§ **Work instructions**
From the entries below, copy out all lines holding "sunrise".

Stored data
◆ ◆ ◆ ◆ ◆ ◆ ◆

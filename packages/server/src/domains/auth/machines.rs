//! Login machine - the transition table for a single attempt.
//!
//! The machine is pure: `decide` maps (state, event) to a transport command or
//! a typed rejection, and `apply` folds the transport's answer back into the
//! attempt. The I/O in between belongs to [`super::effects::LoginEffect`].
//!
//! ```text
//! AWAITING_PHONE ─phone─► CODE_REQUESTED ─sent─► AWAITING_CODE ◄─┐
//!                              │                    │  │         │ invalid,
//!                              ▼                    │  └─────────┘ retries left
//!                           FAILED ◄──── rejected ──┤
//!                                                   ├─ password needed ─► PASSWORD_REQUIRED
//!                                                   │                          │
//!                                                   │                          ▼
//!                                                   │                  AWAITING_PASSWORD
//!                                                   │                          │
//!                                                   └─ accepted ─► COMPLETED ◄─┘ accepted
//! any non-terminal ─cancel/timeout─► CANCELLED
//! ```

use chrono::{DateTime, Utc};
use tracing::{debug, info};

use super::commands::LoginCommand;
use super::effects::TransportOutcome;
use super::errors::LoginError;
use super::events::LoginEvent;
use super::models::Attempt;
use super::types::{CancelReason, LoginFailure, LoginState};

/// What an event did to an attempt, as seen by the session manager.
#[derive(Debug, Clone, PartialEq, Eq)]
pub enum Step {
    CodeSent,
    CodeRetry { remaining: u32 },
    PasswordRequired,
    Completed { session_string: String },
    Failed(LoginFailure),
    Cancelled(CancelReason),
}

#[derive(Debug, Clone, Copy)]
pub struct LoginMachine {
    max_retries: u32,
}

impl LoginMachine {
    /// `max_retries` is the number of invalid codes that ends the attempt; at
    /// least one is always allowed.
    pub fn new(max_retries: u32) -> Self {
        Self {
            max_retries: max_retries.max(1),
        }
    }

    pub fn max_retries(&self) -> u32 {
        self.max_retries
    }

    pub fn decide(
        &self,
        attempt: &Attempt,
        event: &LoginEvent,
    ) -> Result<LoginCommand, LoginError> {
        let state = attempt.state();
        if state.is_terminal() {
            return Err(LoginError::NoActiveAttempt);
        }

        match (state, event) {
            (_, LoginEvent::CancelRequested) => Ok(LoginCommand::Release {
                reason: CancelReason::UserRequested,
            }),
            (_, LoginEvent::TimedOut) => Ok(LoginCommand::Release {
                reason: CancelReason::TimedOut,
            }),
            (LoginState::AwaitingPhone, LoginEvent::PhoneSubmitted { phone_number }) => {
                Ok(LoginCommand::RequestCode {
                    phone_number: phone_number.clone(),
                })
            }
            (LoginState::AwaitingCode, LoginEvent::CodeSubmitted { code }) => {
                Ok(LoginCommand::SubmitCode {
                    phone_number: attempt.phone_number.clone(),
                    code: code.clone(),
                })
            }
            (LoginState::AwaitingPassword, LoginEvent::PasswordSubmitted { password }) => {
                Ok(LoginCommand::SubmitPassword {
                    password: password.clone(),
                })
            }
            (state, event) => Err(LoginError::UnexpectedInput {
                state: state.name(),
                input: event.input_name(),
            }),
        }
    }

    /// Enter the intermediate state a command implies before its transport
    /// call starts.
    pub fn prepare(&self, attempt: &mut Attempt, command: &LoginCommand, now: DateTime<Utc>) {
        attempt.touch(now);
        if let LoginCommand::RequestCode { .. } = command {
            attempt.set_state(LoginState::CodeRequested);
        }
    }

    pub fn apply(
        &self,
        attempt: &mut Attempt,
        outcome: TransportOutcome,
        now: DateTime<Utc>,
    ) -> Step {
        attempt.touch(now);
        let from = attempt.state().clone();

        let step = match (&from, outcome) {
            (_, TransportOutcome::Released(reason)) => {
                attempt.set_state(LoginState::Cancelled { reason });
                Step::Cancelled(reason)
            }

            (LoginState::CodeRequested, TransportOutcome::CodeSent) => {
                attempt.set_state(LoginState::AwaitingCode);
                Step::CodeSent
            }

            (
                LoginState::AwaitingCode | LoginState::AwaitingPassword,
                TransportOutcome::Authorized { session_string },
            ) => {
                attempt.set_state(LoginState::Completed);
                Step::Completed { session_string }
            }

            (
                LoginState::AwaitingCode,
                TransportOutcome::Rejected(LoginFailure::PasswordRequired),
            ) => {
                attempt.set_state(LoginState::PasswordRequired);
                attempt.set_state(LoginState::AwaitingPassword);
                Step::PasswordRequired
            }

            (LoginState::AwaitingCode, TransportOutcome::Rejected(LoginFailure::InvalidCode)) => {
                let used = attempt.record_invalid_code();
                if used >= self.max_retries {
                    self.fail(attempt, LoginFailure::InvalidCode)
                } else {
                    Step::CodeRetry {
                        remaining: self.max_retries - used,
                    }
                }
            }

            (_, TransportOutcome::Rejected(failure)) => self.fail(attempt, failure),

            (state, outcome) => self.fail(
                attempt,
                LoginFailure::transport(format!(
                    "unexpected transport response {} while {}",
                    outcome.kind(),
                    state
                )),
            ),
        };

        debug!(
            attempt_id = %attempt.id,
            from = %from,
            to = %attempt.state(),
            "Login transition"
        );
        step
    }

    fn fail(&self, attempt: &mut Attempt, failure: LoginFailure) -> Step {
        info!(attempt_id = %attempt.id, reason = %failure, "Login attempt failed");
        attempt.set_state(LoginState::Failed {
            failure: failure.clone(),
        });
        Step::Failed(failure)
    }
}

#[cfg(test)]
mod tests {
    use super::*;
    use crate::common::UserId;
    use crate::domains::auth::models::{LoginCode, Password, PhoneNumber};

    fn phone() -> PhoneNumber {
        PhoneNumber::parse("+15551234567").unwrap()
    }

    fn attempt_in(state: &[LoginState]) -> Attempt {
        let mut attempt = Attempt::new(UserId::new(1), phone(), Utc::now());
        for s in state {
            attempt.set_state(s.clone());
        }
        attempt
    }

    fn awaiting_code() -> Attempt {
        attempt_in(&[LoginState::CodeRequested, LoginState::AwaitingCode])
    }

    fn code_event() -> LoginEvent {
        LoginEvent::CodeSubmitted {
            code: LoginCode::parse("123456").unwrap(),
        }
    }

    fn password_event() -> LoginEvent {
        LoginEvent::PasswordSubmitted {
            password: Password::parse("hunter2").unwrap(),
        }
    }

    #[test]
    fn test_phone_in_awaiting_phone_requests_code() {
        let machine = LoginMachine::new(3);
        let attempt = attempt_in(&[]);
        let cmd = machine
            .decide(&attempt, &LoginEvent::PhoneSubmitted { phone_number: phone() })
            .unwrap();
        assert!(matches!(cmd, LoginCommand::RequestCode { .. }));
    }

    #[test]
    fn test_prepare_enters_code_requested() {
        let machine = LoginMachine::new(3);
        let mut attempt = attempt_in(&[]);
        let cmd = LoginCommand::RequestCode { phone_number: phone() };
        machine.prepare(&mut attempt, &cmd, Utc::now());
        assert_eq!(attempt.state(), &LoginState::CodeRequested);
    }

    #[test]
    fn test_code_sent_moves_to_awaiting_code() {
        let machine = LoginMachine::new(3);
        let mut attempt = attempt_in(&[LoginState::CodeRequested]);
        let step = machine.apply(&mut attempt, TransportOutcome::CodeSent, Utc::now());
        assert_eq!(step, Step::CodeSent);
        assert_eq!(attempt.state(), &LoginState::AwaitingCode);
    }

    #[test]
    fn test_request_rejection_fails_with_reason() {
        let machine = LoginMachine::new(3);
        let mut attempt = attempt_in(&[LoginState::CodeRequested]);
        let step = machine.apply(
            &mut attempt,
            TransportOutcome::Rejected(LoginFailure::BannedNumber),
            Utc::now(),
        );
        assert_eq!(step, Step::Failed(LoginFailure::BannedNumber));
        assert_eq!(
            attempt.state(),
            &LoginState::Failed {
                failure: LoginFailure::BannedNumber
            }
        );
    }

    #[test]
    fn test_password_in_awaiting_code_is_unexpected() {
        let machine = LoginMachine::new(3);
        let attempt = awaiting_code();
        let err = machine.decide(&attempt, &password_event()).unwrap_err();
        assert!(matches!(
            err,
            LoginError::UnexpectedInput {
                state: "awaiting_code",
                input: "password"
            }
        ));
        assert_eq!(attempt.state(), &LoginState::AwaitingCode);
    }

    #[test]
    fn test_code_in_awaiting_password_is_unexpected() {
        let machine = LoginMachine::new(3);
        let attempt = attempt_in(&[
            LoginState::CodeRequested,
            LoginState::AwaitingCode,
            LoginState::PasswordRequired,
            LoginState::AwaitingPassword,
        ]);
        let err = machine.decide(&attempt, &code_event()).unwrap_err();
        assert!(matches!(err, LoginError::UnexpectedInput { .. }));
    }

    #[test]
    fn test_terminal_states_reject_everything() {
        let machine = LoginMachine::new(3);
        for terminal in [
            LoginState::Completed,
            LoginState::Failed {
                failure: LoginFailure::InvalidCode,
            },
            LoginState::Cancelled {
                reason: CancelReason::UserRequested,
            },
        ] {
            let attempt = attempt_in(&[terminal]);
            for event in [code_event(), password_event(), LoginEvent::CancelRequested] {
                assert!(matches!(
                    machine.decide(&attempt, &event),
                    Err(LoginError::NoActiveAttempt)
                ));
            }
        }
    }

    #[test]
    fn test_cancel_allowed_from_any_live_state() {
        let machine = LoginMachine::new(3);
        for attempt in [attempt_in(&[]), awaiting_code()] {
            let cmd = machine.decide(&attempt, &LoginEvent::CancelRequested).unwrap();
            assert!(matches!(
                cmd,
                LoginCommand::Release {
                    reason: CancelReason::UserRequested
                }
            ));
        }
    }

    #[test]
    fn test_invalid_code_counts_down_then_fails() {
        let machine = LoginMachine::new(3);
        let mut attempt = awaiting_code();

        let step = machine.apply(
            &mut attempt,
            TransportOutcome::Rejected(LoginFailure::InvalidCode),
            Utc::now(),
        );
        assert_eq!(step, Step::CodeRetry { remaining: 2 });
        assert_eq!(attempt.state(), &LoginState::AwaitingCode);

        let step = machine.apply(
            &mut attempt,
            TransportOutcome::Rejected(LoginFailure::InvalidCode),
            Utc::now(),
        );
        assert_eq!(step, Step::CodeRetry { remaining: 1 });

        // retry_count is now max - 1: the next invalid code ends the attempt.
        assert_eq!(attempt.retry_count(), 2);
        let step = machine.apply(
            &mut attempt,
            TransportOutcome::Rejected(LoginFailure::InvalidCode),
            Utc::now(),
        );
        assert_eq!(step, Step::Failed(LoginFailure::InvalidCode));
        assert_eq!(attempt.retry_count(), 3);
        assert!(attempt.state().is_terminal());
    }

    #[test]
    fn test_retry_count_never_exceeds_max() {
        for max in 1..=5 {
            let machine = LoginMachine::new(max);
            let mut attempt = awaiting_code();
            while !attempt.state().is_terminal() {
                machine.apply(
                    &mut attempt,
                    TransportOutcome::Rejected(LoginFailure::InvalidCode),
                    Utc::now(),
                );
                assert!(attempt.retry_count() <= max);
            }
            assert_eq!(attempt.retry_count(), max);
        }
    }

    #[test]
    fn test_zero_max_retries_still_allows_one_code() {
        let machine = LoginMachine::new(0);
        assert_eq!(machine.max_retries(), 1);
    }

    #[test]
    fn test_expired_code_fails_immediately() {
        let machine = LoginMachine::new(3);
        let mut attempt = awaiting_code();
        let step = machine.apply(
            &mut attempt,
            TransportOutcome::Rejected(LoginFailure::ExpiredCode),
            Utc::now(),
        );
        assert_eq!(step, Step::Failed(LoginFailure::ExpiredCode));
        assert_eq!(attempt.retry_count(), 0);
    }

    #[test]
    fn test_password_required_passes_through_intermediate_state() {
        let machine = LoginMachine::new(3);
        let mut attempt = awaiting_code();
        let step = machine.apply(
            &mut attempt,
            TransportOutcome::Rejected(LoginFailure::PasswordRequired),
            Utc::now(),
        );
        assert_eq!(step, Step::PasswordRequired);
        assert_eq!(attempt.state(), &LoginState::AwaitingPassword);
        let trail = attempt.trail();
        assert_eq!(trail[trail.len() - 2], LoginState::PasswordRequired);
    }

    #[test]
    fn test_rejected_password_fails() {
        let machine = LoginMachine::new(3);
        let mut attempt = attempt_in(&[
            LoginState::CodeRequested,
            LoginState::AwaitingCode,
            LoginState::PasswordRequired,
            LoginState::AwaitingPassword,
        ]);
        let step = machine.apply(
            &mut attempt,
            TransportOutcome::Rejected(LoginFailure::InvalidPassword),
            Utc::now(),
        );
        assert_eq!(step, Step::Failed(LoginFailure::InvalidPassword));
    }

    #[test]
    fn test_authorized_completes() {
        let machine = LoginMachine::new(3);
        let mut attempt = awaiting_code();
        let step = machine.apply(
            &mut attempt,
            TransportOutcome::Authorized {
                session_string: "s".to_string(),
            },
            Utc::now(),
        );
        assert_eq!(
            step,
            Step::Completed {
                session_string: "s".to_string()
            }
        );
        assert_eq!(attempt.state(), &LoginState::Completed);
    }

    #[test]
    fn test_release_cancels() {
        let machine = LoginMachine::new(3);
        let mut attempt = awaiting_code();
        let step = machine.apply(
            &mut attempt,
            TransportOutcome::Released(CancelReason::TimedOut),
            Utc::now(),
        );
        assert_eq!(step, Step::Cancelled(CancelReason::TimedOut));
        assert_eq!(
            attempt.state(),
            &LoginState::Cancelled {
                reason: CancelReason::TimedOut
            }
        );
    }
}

◆ ◆ ◆ ◆ ◆ ◆ ◆

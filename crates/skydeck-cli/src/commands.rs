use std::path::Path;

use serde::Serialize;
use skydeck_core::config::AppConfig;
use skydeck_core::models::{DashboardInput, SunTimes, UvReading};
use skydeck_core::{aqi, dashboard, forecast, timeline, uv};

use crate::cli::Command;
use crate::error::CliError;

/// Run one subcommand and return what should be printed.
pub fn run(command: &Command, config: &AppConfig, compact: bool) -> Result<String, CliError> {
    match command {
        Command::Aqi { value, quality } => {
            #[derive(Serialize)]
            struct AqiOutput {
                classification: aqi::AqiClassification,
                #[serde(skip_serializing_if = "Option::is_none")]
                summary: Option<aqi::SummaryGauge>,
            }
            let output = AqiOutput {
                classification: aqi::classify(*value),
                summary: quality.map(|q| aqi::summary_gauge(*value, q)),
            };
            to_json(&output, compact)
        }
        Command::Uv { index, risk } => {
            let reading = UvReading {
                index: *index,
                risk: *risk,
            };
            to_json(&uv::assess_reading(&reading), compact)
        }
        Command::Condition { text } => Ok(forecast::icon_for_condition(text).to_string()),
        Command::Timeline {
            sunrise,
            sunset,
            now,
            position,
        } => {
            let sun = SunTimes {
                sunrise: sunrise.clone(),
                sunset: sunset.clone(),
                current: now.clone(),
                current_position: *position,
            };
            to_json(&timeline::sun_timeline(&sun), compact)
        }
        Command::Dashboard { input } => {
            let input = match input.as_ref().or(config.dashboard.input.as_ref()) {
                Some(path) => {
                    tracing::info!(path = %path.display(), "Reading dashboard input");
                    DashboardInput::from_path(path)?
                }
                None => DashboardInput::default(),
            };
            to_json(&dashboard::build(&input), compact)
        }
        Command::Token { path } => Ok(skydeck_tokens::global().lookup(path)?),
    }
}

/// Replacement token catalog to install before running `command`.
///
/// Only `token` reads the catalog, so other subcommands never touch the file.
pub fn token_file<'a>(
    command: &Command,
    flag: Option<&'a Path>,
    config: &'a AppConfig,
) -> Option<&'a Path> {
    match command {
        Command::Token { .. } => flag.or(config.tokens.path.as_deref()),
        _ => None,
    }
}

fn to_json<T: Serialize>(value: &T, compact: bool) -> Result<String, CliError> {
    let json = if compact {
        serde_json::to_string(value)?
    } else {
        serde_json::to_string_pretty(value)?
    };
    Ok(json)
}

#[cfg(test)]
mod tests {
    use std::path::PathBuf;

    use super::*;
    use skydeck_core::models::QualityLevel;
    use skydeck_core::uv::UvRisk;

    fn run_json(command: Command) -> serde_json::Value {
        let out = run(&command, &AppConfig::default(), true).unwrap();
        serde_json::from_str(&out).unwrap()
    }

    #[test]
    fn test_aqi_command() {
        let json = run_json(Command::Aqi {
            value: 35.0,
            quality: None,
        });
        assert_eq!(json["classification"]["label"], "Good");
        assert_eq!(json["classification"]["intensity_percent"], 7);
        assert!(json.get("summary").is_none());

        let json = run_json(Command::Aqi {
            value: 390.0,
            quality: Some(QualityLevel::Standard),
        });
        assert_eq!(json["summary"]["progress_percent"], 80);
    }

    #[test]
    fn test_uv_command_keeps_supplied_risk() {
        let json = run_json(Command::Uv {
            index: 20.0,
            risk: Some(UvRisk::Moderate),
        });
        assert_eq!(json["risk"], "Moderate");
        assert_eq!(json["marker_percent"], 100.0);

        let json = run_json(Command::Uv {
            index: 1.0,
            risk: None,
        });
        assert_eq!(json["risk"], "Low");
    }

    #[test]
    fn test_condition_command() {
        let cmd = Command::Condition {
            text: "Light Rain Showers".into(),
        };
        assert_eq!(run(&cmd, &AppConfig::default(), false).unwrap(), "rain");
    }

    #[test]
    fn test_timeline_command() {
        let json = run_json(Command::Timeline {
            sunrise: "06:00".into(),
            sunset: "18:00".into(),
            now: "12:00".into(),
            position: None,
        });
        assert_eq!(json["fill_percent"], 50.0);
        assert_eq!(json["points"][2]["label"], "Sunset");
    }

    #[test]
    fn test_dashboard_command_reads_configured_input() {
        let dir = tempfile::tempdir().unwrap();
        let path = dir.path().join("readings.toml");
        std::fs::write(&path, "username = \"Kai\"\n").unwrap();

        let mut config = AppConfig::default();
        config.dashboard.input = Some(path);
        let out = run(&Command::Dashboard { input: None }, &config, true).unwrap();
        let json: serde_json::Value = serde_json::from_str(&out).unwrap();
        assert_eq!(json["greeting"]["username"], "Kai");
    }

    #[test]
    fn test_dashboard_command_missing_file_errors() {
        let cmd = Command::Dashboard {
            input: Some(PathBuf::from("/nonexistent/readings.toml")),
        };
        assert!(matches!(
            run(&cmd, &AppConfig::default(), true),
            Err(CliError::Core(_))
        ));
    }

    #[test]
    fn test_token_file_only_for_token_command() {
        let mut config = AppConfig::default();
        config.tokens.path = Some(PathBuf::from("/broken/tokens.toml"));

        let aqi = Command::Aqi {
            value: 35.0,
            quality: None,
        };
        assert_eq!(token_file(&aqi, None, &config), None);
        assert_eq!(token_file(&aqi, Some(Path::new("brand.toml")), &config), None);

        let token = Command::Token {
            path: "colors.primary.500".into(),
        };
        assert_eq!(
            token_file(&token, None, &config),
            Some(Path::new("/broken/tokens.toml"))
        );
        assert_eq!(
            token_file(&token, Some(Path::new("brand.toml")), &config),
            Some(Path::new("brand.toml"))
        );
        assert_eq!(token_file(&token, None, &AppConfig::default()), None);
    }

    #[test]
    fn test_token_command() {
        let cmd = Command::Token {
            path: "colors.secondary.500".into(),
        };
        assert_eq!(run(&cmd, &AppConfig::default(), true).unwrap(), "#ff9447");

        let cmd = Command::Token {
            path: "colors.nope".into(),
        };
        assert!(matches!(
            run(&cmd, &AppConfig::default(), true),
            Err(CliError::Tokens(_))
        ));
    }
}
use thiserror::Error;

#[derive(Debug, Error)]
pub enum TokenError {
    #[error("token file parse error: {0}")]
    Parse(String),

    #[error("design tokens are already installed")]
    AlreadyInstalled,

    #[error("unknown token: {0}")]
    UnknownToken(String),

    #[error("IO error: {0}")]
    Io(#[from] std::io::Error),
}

◆ ◆ ◆ ◆ ◆ ◆ ◆

§ **Exercise response**
            sunrise,
                sunrise: sunrise.clone(),
            sunrise: "06:00".into(),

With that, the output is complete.